Eating Before Bed: Is It Bad For You?
Many of us have squeezed in that last minute snack right before bed. Sometimes a craving hits and you just have to satisfy it. For some, this has no effect on their sleep. But for others, it can significantly impact their ability to get a restful night of sleep.
There is really no one-size-fits-all answer about the potential drawbacks of eating at night. It all depends on the individual, their lifestyle and what it is you eat right before bed. There are some things to consider when it comes to eating right before bed.
About 40% of the population is prone to heartburn, or acid reflux as it is more scientifically known. Acid reflux feels like a burning sensation in your esophagus or throat, which can be triggered by strong foods like spicy dishes or heavy meals.
This is a condition that should consider before you eat prior to bed. Acid reflux can get worse if you eat a big meal close to bedtime because when you lie down, your stomach acid can be pushed back up into your esophagus and throat. This is more likely to happen in those with frequent heartburn, but everyone is at risk for this to happen.
Additionally, the type of food you eat can aggravate the symptoms of acid reflux. This may mean cutting back on acidic and spicy foods, especially late at night. If you find yourself experiencing these symptoms more than twice a week, and are leaving adequate time between your last meal and when you lay down, you should seek out a doctor’s help.
The general recommendation if you have acid reflux is to eat at least three hours before you go to bed.
Snacking Before Bedtime?
If you are not someone who typically struggles with acid reflux, or not looking to eat a full-size meal right before you close your eyes, there may be some cases when a small snack at night can be good for you.
If you routinely wake up during the night because you are hungry, having a snack before bedtime can help you to stay asleep. If you are waking up too often, this can lead to all of the side effects associated with sleep deprivation, like weight gain and decreased immune function.
If you are diabetic, it can be a good idea to eat a snack before bed to help you sleep better and keep your blood sugar regulated. We always recommend talking to your doctor to get their opinion on whether this is necessary.
What You Eat at Night Matters
If you have ever heard that calories that are eaten right before bedtime count for more, there is some good news — that is not true! All calories are equal, no matter the time of day they are consumed. However, just the same as during the day, there is a big difference between having a handful of nuts before bed and having a four-course dinner.
Large meals late at night are generally not advised for anyone, because of reasons like indigestion and pain. So, if you find yourself hungry before bed, avoid desserts or junk foods as these can trigger cravings, and you can very quickly exceed the number of calories you need in a day. Opt for something healthy and small, like cheese and grapes or an apple with peanut butter.

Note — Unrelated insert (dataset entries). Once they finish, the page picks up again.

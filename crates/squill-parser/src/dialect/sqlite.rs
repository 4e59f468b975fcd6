//! SQLite overlay: conflict-resolution insert spellings and transaction
//! syntax.

use squill_ast::{Statement, TransactionStatement};

use crate::keywords::{self, KeywordSet};
use crate::parser::{ParseError, Parser};

#[must_use]
pub fn keywords() -> KeywordSet {
    let overlay = KeywordSet::from_phrases(&[
        &["collate"],
        &["replace", "into"],
        &["insert", "or", "abort", "into"],
        &["insert", "or", "fail", "into"],
        &["insert", "or", "ignore", "into"],
        &["insert", "or", "replace", "into"],
        &["insert", "or", "rollback", "into"],
        &["update", "or", "abort"],
        &["update", "or", "fail"],
        &["update", "or", "ignore"],
        &["update", "or", "replace"],
        &["update", "or", "rollback"],
        &["vacuum"],
        &["into"],
        &["begin"],
        &["deferred"],
        &["immediate"],
        &["exclusive"],
        &["transaction"],
        &["rollback"],
        &["fail"],
        &["abort"],
        &["ignore"],
        &["replace"],
        &["strict"],
        &["without", "rowid"],
    ]);
    keywords::standard().merge(overlay)
}

#[must_use]
pub fn parser(source: impl Into<String>) -> Parser {
    let mut parser = Parser::with_keywords(source, keywords());
    parser.dialect = "sqlite";
    for phrase in [
        "REPLACE INTO",
        "INSERT OR ABORT INTO",
        "INSERT OR FAIL INTO",
        "INSERT OR IGNORE INTO",
        "INSERT OR REPLACE INTO",
        "INSERT OR ROLLBACK INTO",
    ] {
        parser.register_statement(phrase, Parser::parse_insert);
    }
    for phrase in [
        "UPDATE OR ABORT",
        "UPDATE OR FAIL",
        "UPDATE OR IGNORE",
        "UPDATE OR REPLACE",
        "UPDATE OR ROLLBACK",
    ] {
        parser.register_statement(phrase, Parser::parse_update);
    }
    parser.register_statement("BEGIN", parse_begin);
    parser
}

/// `BEGIN [DEFERRED|IMMEDIATE|EXCLUSIVE] [TRANSACTION]` opens a transaction;
/// a bare `BEGIN` still opens a compound statement body.
fn parse_begin(p: &mut Parser) -> Result<Statement, ParseError> {
    let mode = ["DEFERRED", "IMMEDIATE", "EXCLUSIVE"]
        .into_iter()
        .find(|m| p.peek_is_keyword(m))
        .map(String::from);
    if mode.is_none() && !p.peek_is_keyword("TRANSACTION") {
        return p.parse_begin();
    }
    p.next();
    let mut modes = Vec::new();
    if let Some(mode) = mode {
        modes.push(mode);
        p.next();
    }
    if p.is_keyword("TRANSACTION") {
        p.next();
    }
    Ok(Statement::StartTransaction(TransactionStatement { modes }))
}

#[cfg(test)]
mod tests {
    use super::*;

    #[test]
    fn replace_into_parses_as_insert() {
        let mut parser = parser("replace into t (a, b) values (1, 2);");
        let (stmts, errors) = parser.parse_all();
        assert!(errors.is_empty(), "{errors:?}");
        assert!(matches!(stmts[0], Statement::Insert(_)));
    }

    #[test]
    fn insert_or_ignore_parses_as_insert() {
        let mut parser = parser("insert or ignore into t values (1);");
        let (stmts, errors) = parser.parse_all();
        assert!(errors.is_empty(), "{errors:?}");
        assert!(matches!(stmts[0], Statement::Insert(_)));
    }

    #[test]
    fn begin_transaction_modes() {
        let mut parser = parser("begin immediate transaction;\ncommit;");
        let (stmts, errors) = parser.parse_all();
        assert!(errors.is_empty(), "{errors:?}");
        match &stmts[0] {
            Statement::StartTransaction(t) => {
                assert_eq!(t.modes, vec!["IMMEDIATE".to_string()]);
            }
            other => panic!("expected transaction, got {other:?}"),
        }
        assert_eq!(stmts[1], Statement::Commit);
    }

    #[test]
    fn bare_begin_still_opens_a_body() {
        let mut parser = parser("begin select 1; end;");
        let (stmts, errors) = parser.parse_all();
        assert!(errors.is_empty(), "{errors:?}");
        assert!(matches!(&stmts[0], Statement::Begin(body) if body.len() == 1));
    }
}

Another often overlooked piece of the equation is what you actually eat for dinner, a few hours before you turn in for the night. Studies suggest combining complex carbs and protein with fat will keep you feeling full longer. There is even some evidence that eating a meal that has a lot of fat can improve the quality of your sleep.
What About Weight Loss?
Ah, the million-dollar question. Will eating before bed hurt my chances of weight loss? How are sleep and weight loss connected? Or could it possibly improve it? Well, like most things, this question is very complicated to answer. There is some evidence that eating at night can help bring on metabolic syndrome – the precursor to diabetes.

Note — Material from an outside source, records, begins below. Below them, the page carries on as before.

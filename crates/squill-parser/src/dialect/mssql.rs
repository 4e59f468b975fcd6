//! SQL Server overlay: bracket-quoted identifiers and `SELECT TOP n`.

use std::rc::Rc;
use std::sync::Arc;

use squill_ast::{Limit, Statement};

use crate::keywords::{self, KeywordSet};
use crate::parser::{ParseError, Parser, VALUE_EXPECTED};
use crate::scanner::{LexRule, Scanner};
use crate::token::{Token, TokenKind};

#[must_use]
pub fn keywords() -> KeywordSet {
    let overlay = KeywordSet::from_phrases(&[
        &["top"],
        &["output"],
        &["nolock"],
        &["identity"],
        &["go"],
    ]);
    keywords::standard().merge(overlay)
}

#[must_use]
pub fn parser(source: impl Into<String>) -> Parser {
    let mut set = keywords();
    set.prepare();
    let set = Arc::new(set);
    let mut scan = Scanner::new(source, Arc::clone(&set));
    scan.register(Rc::new(BracketIdent));
    let mut parser = Parser::from_scanner(scan, set);
    parser.dialect = "mssql";
    parser.register_statement("SELECT", parse_select);
    parser
}

/// `[name]`-quoted identifiers.
pub struct BracketIdent;

impl LexRule for BracketIdent {
    fn can(&self, curr: u8, _peek: u8) -> bool {
        curr == b'['
    }

    fn scan(&self, scanner: &mut Scanner) -> Token {
        let pos = scanner.position();
        scanner.advance();
        let mut literal = String::new();
        loop {
            match scanner.advance() {
                Some(b']') => return Token::new(TokenKind::Ident, literal, pos),
                Some(b) => literal.push(b as char),
                None => {
                    return Token::new(
                        TokenKind::Invalid,
                        "unterminated bracket identifier",
                        pos,
                    );
                }
            }
        }
    }
}

/// `SELECT [TOP n] …` — the row cap folds into the limit clause. The cap is
/// applied to the bare select body before any `UNION`/`INTERSECT`/`EXCEPT`
/// wraps it, so a compound left-hand side keeps its TOP.
fn parse_select(p: &mut Parser) -> Result<Statement, ParseError> {
    p.next();
    let mut top = None;
    if p.is_keyword("TOP") {
        p.next();
        if !p.is(TokenKind::Number) {
            return Err(p.unexpected("top", VALUE_EXPECTED));
        }
        let count = p
            .get_curr_literal()
            .parse::<i64>()
            .ok()
            .filter(|n| *n >= 0)
            .ok_or_else(|| p.unexpected("top", VALUE_EXPECTED))?;
        top = Some(count);
        p.next();
    }
    let mut select = p.parse_select_body()?;
    if select.limit.is_none() {
        select.limit = top.map(|count| Limit {
            count: Some(count),
            offset: None,
        });
    }
    p.parse_compound(Statement::Select(select))
}

#[cfg(test)]
mod tests {
    use super::*;

    #[test]
    fn top_becomes_a_limit() {
        let mut parser = parser("select top 5 name from [user table];");
        let (stmts, errors) = parser.parse_all();
        assert!(errors.is_empty(), "{errors:?}");
        match &stmts[0] {
            Statement::Select(select) => {
                assert_eq!(
                    select.limit,
                    Some(Limit {
                        count: Some(5),
                        offset: None
                    })
                );
            }
            other => panic!("expected select, got {other:?}"),
        }
    }

    #[test]
    fn top_survives_compound_queries() {
        let expected = Some(Limit {
            count: Some(5),
            offset: None,
        });
        for op in ["union all", "intersect", "except"] {
            let sql = format!("select top 5 a from t {op} select b from u;");
            let mut parser = parser(sql);
            let (stmts, errors) = parser.parse_all();
            assert!(errors.is_empty(), "{op}: {errors:?}");
            let compound = match &stmts[0] {
                Statement::Union(c) | Statement::Intersect(c) | Statement::Except(c) => c,
                other => panic!("{op}: expected compound, got {other:?}"),
            };
            match compound.left.as_ref() {
                Statement::Select(select) => {
                    assert_eq!(select.limit, expected, "{op}: TOP lost on the left branch");
                }
                other => panic!("{op}: expected select, got {other:?}"),
            }
            match compound.right.as_ref() {
                Statement::Select(select) => assert_eq!(select.limit, None, "{op}"),
                other => panic!("{op}: expected select, got {other:?}"),
            }
        }
    }

    #[test]
    fn bracket_identifiers_lex() {
        let mut scan = crate::dialect::scanner_for("mssql", "[order details]").unwrap();
        let tok = scan.scan();
        assert_eq!(tok.kind, TokenKind::Ident);
        assert_eq!(tok.literal, "order details");
    }
}
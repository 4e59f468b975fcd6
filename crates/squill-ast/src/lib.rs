//! SQL abstract syntax tree for the squill toolchain.
//!
//! Every SQL construct the parser understands is a variant of [`Statement`]:
//! queries, mutations, DDL, procedural control flow, transaction control and
//! expressions all share the one sum type, because SQL freely nests them
//! (a projection column may be a subquery, an `IN` right-hand side may be a
//! `SELECT`, a `CASE` arm may hold a statement). Exhaustive `match` over the
//! enum replaces the run-time type probing a dynamically-typed tree would
//! need, and the compiler flags every missing case when a variant is added.

mod display;
mod helpers;

pub use helpers::{
    get_aliases_from, names_from, projection_names, split_where, split_where_literal,
};

use std::fmt;

// ---------------------------------------------------------------------------
// Position — source location tracking
// ---------------------------------------------------------------------------

/// A line/column/byte-offset triple into the original SQL source.
#[derive(Debug, Clone, Copy, PartialEq, Eq, Hash, Default)]
pub struct Position {
    /// Line number, 1-based.
    pub line: u32,
    /// Column number, 1-based.
    pub column: u32,
    /// Byte offset from the start of the input.
    pub offset: usize,
}

impl Position {
    #[must_use]
    pub const fn new(line: u32, column: u32, offset: usize) -> Self {
        Self {
            line,
            column,
            offset,
        }
    }
}

impl fmt::Display for Position {
    fn fmt(&self, f: &mut fmt::Formatter<'_>) -> fmt::Result {
        write!(f, "{}:{}", self.line, self.column)
    }
}

// ---------------------------------------------------------------------------
// Top-level statement
// ---------------------------------------------------------------------------

/// A single parsed SQL statement or expression node.
#[derive(Debug, Clone, PartialEq)]
pub enum Statement {
    // Queries
    Select(SelectStatement),
    Values(Vec<Statement>),
    Union(CompoundStatement),
    Intersect(CompoundStatement),
    Except(CompoundStatement),
    With(WithStatement),
    Cte(CteStatement),

    // Mutations
    Insert(InsertStatement),
    Update(UpdateStatement),
    Delete(DeleteStatement),
    Merge(MergeStatement),
    Truncate(TruncateStatement),

    // DDL
    CreateTable(CreateTableStatement),
    AlterTable(AlterTableStatement),
    DropTable(DropStatement),
    CreateView(CreateViewStatement),
    DropView(DropStatement),
    CreateProcedure(CreateProcedureStatement),

    // Procedural control flow
    Begin(Vec<Statement>),
    If(IfStatement),
    While(WhileStatement),
    Return(Option<Box<Statement>>),
    Declare(DeclareStatement),
    Set(SetStatement),
    Call(CallStatement),

    // Transaction control
    StartTransaction(TransactionStatement),
    SetTransaction(TransactionStatement),
    Savepoint(String),
    ReleaseSavepoint(String),
    Commit,
    Rollback(Option<String>),

    // Permissions
    Grant(GrantStatement),
    Revoke(RevokeStatement),

    // Expressions
    Name(Name),
    Value(Value),
    Placeholder(Placeholder),
    Alias(Alias),
    FunctionCall(FunctionCall),
    Binary(Binary),
    Unary(Unary),
    Not(Box<Statement>),
    In(In),
    Is(Is),
    Between(Between),
    Exists(Box<Statement>),
    All(Box<Statement>),
    Any(Box<Statement>),
    Cast(Cast),
    Collate(Collate),
    Row(Vec<Statement>),
    List(Vec<Statement>),
    Group(Box<Statement>),
    Case(CaseStatement),

    // Clause nodes appearing in generic statement lists
    Join(Join),
    Order(Order),
    WindowDef(WindowDef),

    // Decoration
    Commented(Commented),
    Node(Box<Statement>),
}

impl Statement {
    /// Peel decoration wrappers (`Commented`, `Node`) off a statement so rule
    /// code can inspect the payload without descending manually.
    #[must_use]
    pub fn unwrap(&self) -> &Statement {
        match self {
            Statement::Commented(c) => c.inner.unwrap(),
            Statement::Node(inner) => inner.unwrap(),
            other => other,
        }
    }

    /// Like [`Statement::unwrap`] but consuming, for transforms that rebuild
    /// the tree.
    #[must_use]
    pub fn into_unwrapped(self) -> Statement {
        match self {
            Statement::Commented(c) => c.inner.into_unwrapped(),
            Statement::Node(inner) => inner.into_unwrapped(),
            other => other,
        }
    }
}

// ---------------------------------------------------------------------------
// Names, values, placeholders
// ---------------------------------------------------------------------------

/// A possibly-qualified identifier: `column`, `table.column`,
/// `schema.table.column` or the wildcard `*`.
#[derive(Debug, Clone, PartialEq, Eq, Hash, Default)]
pub struct Name {
    /// Dotted parts, leftmost first. Never empty once built by the parser.
    pub parts: Vec<String>,
}

impl Name {
    #[must_use]
    pub fn bare(ident: impl Into<String>) -> Self {
        Self {
            parts: vec![ident.into()],
        }
    }

    /// The full dotted identifier. An empty trailing part renders as `*`.
    #[must_use]
    pub fn ident(&self) -> String {
        if self.parts.is_empty() {
            return "*".into();
        }
        let mut parts = self.parts.clone();
        if let Some(last) = parts.last_mut() {
            if last.is_empty() {
                *last = "*".into();
            }
        }
        parts.join(".")
    }

    /// The last (unqualified) part.
    #[must_use]
    pub fn name(&self) -> String {
        match self.parts.last() {
            Some(s) if !s.is_empty() => s.clone(),
            _ => "*".into(),
        }
    }

    /// The schema qualifier, when present.
    #[must_use]
    pub fn schema(&self) -> Option<&str> {
        match self.parts.len() {
            2 => Some(&self.parts[0]),
            3 => Some(&self.parts[1]),
            _ => None,
        }
    }
}

/// A literal value carried as its source text.
#[derive(Debug, Clone, PartialEq, Eq, Hash)]
pub struct Value {
    pub literal: String,
}

impl Value {
    #[must_use]
    pub fn new(literal: impl Into<String>) -> Self {
        Self {
            literal: literal.into(),
        }
    }
}

/// A bind-parameter placeholder. `inner` is `None` for the anonymous `?`,
/// a [`Name`] for `:name` and a [`Value`] for `$n`.
#[derive(Debug, Clone, PartialEq, Default)]
pub struct Placeholder {
    pub inner: Option<Box<Statement>>,
}

// ---------------------------------------------------------------------------
// Expression nodes
// ---------------------------------------------------------------------------

/// `expr [AS] alias`. The `uses_as` flag records whether the `AS` keyword
/// appeared, which the linter inspects for consistency.
#[derive(Debug, Clone, PartialEq)]
pub struct Alias {
    pub inner: Box<Statement>,
    pub alias: String,
    pub uses_as: bool,
}

/// A function invocation with the standard-SQL trimmings.
#[derive(Debug, Clone, PartialEq)]
pub struct FunctionCall {
    pub ident: Box<Statement>,
    pub distinct: bool,
    pub args: Vec<Statement>,
    pub filter: Option<Box<Statement>>,
    pub over: Option<Box<Statement>>,
}

const SQL_AGGREGATES: &[&str] = &["max", "min", "avg", "sum", "count"];

impl FunctionCall {
    /// The called identifier, or `?` when the callee is not a plain name.
    #[must_use]
    pub fn ident_name(&self) -> String {
        match self.ident.as_ref() {
            Statement::Name(n) => n.ident(),
            _ => "?".into(),
        }
    }

    #[must_use]
    pub fn is_aggregate(&self) -> bool {
        SQL_AGGREGATES.contains(&self.ident_name().to_ascii_lowercase().as_str())
    }
}

/// A binary operation. The operator is kept as its canonical source spelling
/// (`=`, `<>`, `AND`, `LIKE`, …) so rewrites can canonicalise spellings.
#[derive(Debug, Clone, PartialEq)]
pub struct Binary {
    pub left: Box<Statement>,
    pub op: String,
    pub right: Box<Statement>,
}

impl Binary {
    /// Whether this node chains predicates rather than comparing values.
    #[must_use]
    pub fn is_relation(&self) -> bool {
        self.op == "AND" || self.op == "OR"
    }
}

/// Canonicalise a non-standard operator spelling (`!=` → `<>`, `==` → `=`).
#[must_use]
pub fn replace_op(mut bin: Binary) -> Binary {
    bin.op = match bin.op.as_str() {
        "!=" => "<>".into(),
        "==" => "=".into(),
        other => other.into(),
    };
    bin
}

/// Canonicalise expression shape: a binary `IN`/`NOT IN` against a singleton
/// list collapses to `=` / `<>`.
#[must_use]
pub fn replace_expr(bin: Binary) -> Statement {
    let op = match bin.op.as_str() {
        "IN" => "=",
        "NOT IN" => "<>",
        _ => return Statement::Binary(bin),
    };
    match *bin.right {
        Statement::List(values) if values.len() == 1 => {
            let mut values = values;
            Statement::Binary(Binary {
                left: bin.left,
                op: op.into(),
                right: Box::new(values.remove(0)),
            })
        }
        right => Statement::Binary(Binary {
            left: bin.left,
            op: bin.op,
            right: Box::new(right),
        }),
    }
}

#[derive(Debug, Clone, PartialEq)]
pub struct Unary {
    pub op: String,
    pub right: Box<Statement>,
}

/// `ident IN value` where `value` is a [`Statement::List`], a subquery or a
/// bare identifier.
#[derive(Debug, Clone, PartialEq)]
pub struct In {
    pub ident: Box<Statement>,
    pub value: Box<Statement>,
}

/// `ident IS value` where `value` is one of the SQL constants.
#[derive(Debug, Clone, PartialEq)]
pub struct Is {
    pub ident: Box<Statement>,
    pub value: Box<Statement>,
}

/// `ident BETWEEN lower AND upper`. Both bounds are always present.
#[derive(Debug, Clone, PartialEq)]
pub struct Between {
    pub ident: Box<Statement>,
    pub lower: Box<Statement>,
    pub upper: Box<Statement>,
}

#[derive(Debug, Clone, PartialEq)]
pub struct Cast {
    pub ident: Box<Statement>,
    pub ty: Type,
}

/// A column type as written: name plus up to two size parameters.
#[derive(Debug, Clone, PartialEq, Eq, Default)]
pub struct Type {
    pub name: String,
    pub length: Option<u32>,
    pub precision: Option<u32>,
}

#[derive(Debug, Clone, PartialEq)]
pub struct Collate {
    pub inner: Box<Statement>,
    pub collation: String,
}

/// `CASE [operand] WHEN … THEN … [ELSE …] END`. `body` is never empty.
#[derive(Debug, Clone, PartialEq)]
pub struct CaseStatement {
    pub cdt: Option<Box<Statement>>,
    pub body: Vec<When>,
    pub alt: Option<Box<Statement>>,
}

/// One `WHEN cdt THEN body` arm. The body may be a nested statement when the
/// source puts a keyword there.
#[derive(Debug, Clone, PartialEq)]
pub struct When {
    pub cdt: Box<Statement>,
    pub body: Box<Statement>,
}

Additionally, some studies have found that people do gain weight from eating at night. However, such weight gain can take place because of the extra calories from eating extra food at night, not necessarily the time it was eaten.

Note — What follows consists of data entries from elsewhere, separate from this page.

//! Reconnection policy and exponential backoff.

use std::time::Duration;

/// Configuration for reconnection behavior.
#[derive(Debug, Clone, Copy, PartialEq)]
pub struct ReconnectPolicy {
    /// Reconnects attempted before giving up.
    pub max_attempts: u32,
    /// Delay before the first reconnect.
    pub base_delay: Duration,
    /// Multiplier for exponential backoff.
    pub multiplier: f64,
    /// Upper bound on any single delay.
    pub cap_delay: Duration,
}

impl Default for ReconnectPolicy {
    fn default() -> Self {
        Self {
            max_attempts: 5,
            base_delay: Duration::from_millis(3_000),
            multiplier: 2.0,
            cap_delay: Duration::from_millis(30_000),
        }
    }
}

impl ReconnectPolicy {
    /// Delay before reconnect number `attempt` (1-based):
    /// `min(base * multiplier^(attempt - 1), cap)`.
    #[must_use]
    pub fn delay_for_attempt(&self, attempt: u32) -> Duration {
        let exponent = i32::try_from(attempt.saturating_sub(1)).unwrap_or(i32::MAX);
        let factor = self.multiplier.powi(exponent);
        let delay_millis = self.base_delay.as_millis() as f64 * factor;
        let cap_millis = self.cap_delay.as_millis() as f64;
        // NaN and infinity land on the cap.
        if delay_millis.is_finite() && delay_millis < cap_millis {
            Duration::from_millis(delay_millis as u64)
        } else {
            self.cap_delay
        }
    }

    /// Whether another reconnect may follow `attempts_made`.
    #[must_use]
    pub const fn should_reconnect(&self, attempts_made: u32) -> bool {
        attempts_made < self.max_attempts
    }
}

On the contrary, there is other research that suggests eating a snack at night can help people to lose weight. One example comes from a month-long study of adults who snacked at night. The participants who ate one bowl of cereal with milk 90 minutes after dinner actually ate an average of nearly 400 fewer calories a day. They also lost an average of 1.85 pounds.
Rather than worrying about the time of day that you eat, it’s more important to focus on the amount of food you eat throughout the day and its nutritional value. If you eat the right kind of food and avoid extremely fatty, acidic, or spicy foods, or food with an excessive amount of fiber, you should be able to safely eat a small portion before you fall asleep without it affecting you too much.